Nations have gone to war with another in revenge for the killing of their own citizen; nations have paid heavy ransom just to save one life; in ideal societies, security men have gone out of their ways risking everything to save fellow citizens. “Police is your friend” is true to the letter in a good society. But a drunken police in a sick society is more attracted by the value of a stipend than the life of a human being.
The headlines here lately are riddled with announcement of scores of deaths. Before the appearance of the terrorists, mass killing was considered a monumental loss for the nation, and treated with extreme mourns. Nowadays, the veins carrying the sanctity of life seem to be running dry in everyone. Even when forty people are killed in a community, it doesn’t sound like a breaking news anymore. Why did we chose to cope with avoidable ugly situation?
It is already a state of emergency when citizens no longer know the greater danger between a policeman and armed bandit; when emergency patient in the hospital lie critically at the mercy of a Doctor who the state still owes salary for few months, making the patient see a faster passage to the eternal life through the stethoscope of a Doctor.

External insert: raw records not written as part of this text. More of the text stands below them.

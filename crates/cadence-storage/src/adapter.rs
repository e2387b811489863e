// SPDX-FileCopyrightText: 2026 Cadence Contributors
// SPDX-License-Identifier: MIT OR Apache-2.0

//! SQLite implementation of the [`NurtureStore`] trait.

use async_trait::async_trait;
use chrono::{DateTime, Utc};

use cadence_config::model::StorageConfig;
use cadence_core::{
    AdapterType, CadenceError, ConversationState, EntryId, FatigueState, FollowUpEntry,
    HealthStatus, LeadId, NurtureStore, PluginAdapter, Task, TaskId, TaskStatus,
};

use crate::database::{map_tr_err, Database};
use crate::queries;

/// SQLite-backed engine store.
///
/// Wraps a [`Database`] handle and delegates to the typed query modules.
pub struct SqliteStore {
    db: Database,
}

impl SqliteStore {
    /// Open the database described by `config`, running migrations.
    pub async fn open(config: &StorageConfig) -> Result<Self, CadenceError> {
        let db = Database::open(&config.database_path, config.wal_mode).await?;
        Ok(Self { db })
    }

    pub fn database(&self) -> &Database {
        &self.db
    }
}

#[async_trait]
impl PluginAdapter for SqliteStore {
    fn name(&self) -> &str {
        "sqlite"
    }

    fn adapter_type(&self) -> AdapterType {
        AdapterType::Storage
    }

    async fn health_check(&self) -> Result<HealthStatus, CadenceError> {
        self.db
            .connection()
            .call(|conn| -> Result<(), rusqlite::Error> {
                conn.execute_batch("SELECT 1;")?;
                Ok(())
            })
            .await
            .map_err(map_tr_err)?;
        Ok(HealthStatus::Healthy)
    }
}

#[async_trait]
impl NurtureStore for SqliteStore {
    async fn insert_entry(&self, entry: &FollowUpEntry) -> Result<(), CadenceError> {
        queries::entries::insert(&self.db, entry).await
    }

    async fn get_entry(&self, id: &EntryId) -> Result<Option<FollowUpEntry>, CadenceError> {
        queries::entries::get(&self.db, id).await
    }

    async fn update_entry(&self, entry: &FollowUpEntry) -> Result<(), CadenceError> {
        queries::entries::update(&self.db, entry).await
    }

    async fn open_entries_for_lead(
        &self,
        lead_id: &LeadId,
    ) -> Result<Vec<FollowUpEntry>, CadenceError> {
        queries::entries::open_for_lead(&self.db, lead_id).await
    }

    async fn claim_due_entries(
        &self,
        now: DateTime<Utc>,
        limit: usize,
    ) -> Result<Vec<FollowUpEntry>, CadenceError> {
        queries::entries::claim_due(&self.db, now, None, Some(limit)).await
    }

    async fn claim_due_entries_for_lead(
        &self,
        lead_id: &LeadId,
        now: DateTime<Utc>,
    ) -> Result<Vec<FollowUpEntry>, CadenceError> {
        queries::entries::claim_due(&self.db, now, Some(lead_id), None).await
    }

    async fn get_fatigue(&self, lead_id: &LeadId) -> Result<Option<FatigueState>, CadenceError> {
        queries::fatigue::get(&self.db, lead_id).await
    }

    async fn put_fatigue(&self, state: &FatigueState) -> Result<(), CadenceError> {
        queries::fatigue::put(&self.db, state).await
    }

    async fn get_conversation(
        &self,
        lead_id: &LeadId,
    ) -> Result<Option<ConversationState>, CadenceError> {
        queries::conversations::get(&self.db, lead_id).await
    }

    async fn put_conversation(&self, state: &ConversationState) -> Result<(), CadenceError> {
        queries::conversations::put(&self.db, state).await
    }

    async fn insert_task(&self, task: &Task) -> Result<(), CadenceError> {
        queries::tasks::insert(&self.db, task).await
    }

    async fn get_task(&self, id: &TaskId) -> Result<Option<Task>, CadenceError> {
        queries::tasks::get(&self.db, id).await
    }

    async fn update_task(&self, task: &Task) -> Result<(), CadenceError> {
        queries::tasks::update(&self.db, task).await
    }

    async fn active_task_for_lead(&self, lead_id: &LeadId) -> Result<Option<Task>, CadenceError> {
        queries::tasks::active_for_lead(&self.db, lead_id).await
    }

    async fn list_tasks(&self, statuses: &[TaskStatus]) -> Result<Vec<Task>, CadenceError> {
        queries::tasks::list_by_status(&self.db, statuses).await
    }

    async fn close(&self) -> Result<(), CadenceError> {
        self.db.checkpoint().await
    }
}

When sick patient is afraid to buy drug from accredited pharmaceutical outlet for the fear of consuming fake drugs that can send him to early grave; when intelligence information is given away for a price; or when safing the life of a dying man on the road is considered unsafe in itself, then human security becomes traded for insignificant prices.
The value accorded the life of a dog elsewhere has suddenly become greater than what we place on human here.
A guest on a radio programme once said that the number of deaths in Zamfara is far more than that of Maiduguri, unknowingly to the public. The image of mass burial are now commonly shared on social media with intense apathy. Rather than saving lives, many resolve to taking videos of dying fellow man for fun.
Where did we throw the values of brotherhood which is the core practice of our motherland? Within 53 years of Singapore’s independence, it moved upward from third world country to a competitive first world country, and apparently the safest country in the world today. In Singapore, it is illegal for a citizen to own a gun.
In China, it is illegal to kill a fellow human being, the judgement is simple, death in return without prolonged court process. Life is valued as the ultimate posession of everyone that can not be replaced, and that is a fact!
My findings revealed that the killings and decadence became intense as our politics got more sophisticated. Most killings are politically motivated rather than being ethno-religious. It all gone wrong when the elites and political class will do anything to get their economic and political ambitions fulfilled at the instance of poor citizens who are often recruited and charged against one another.
The old mutual co-existence which was the bedrock of our greatness as a nation has been killed at the alter of selfishness and greed; our peaceful togetherness has been shattered; peace was perforated thereby leaving room for injustice, greed, and subsequently a space for inhumanity. The lack of peace and unity at the tail of our national anthem was caused by disrespect for freedom of one another which was hitherto the basis for tranquility.
In any case, my worry is that any society that detriorate to the extent that life is seen as mere object with little or no value is in a severe state. We must own back what belongs to us and the upcoming generations of our genetic successors.
We must build a nation like Singapore that got her independence six years after ours; we must see model in Malaysia which came to extract palm crop here and later became highest exporter of palm oil; we must quickly see Rwanda climbing upward in her glory gradually with sound policies in spite of her horrific memory of genocide. It is no time to play and assume this is a normal process to undergo unto greatness, no!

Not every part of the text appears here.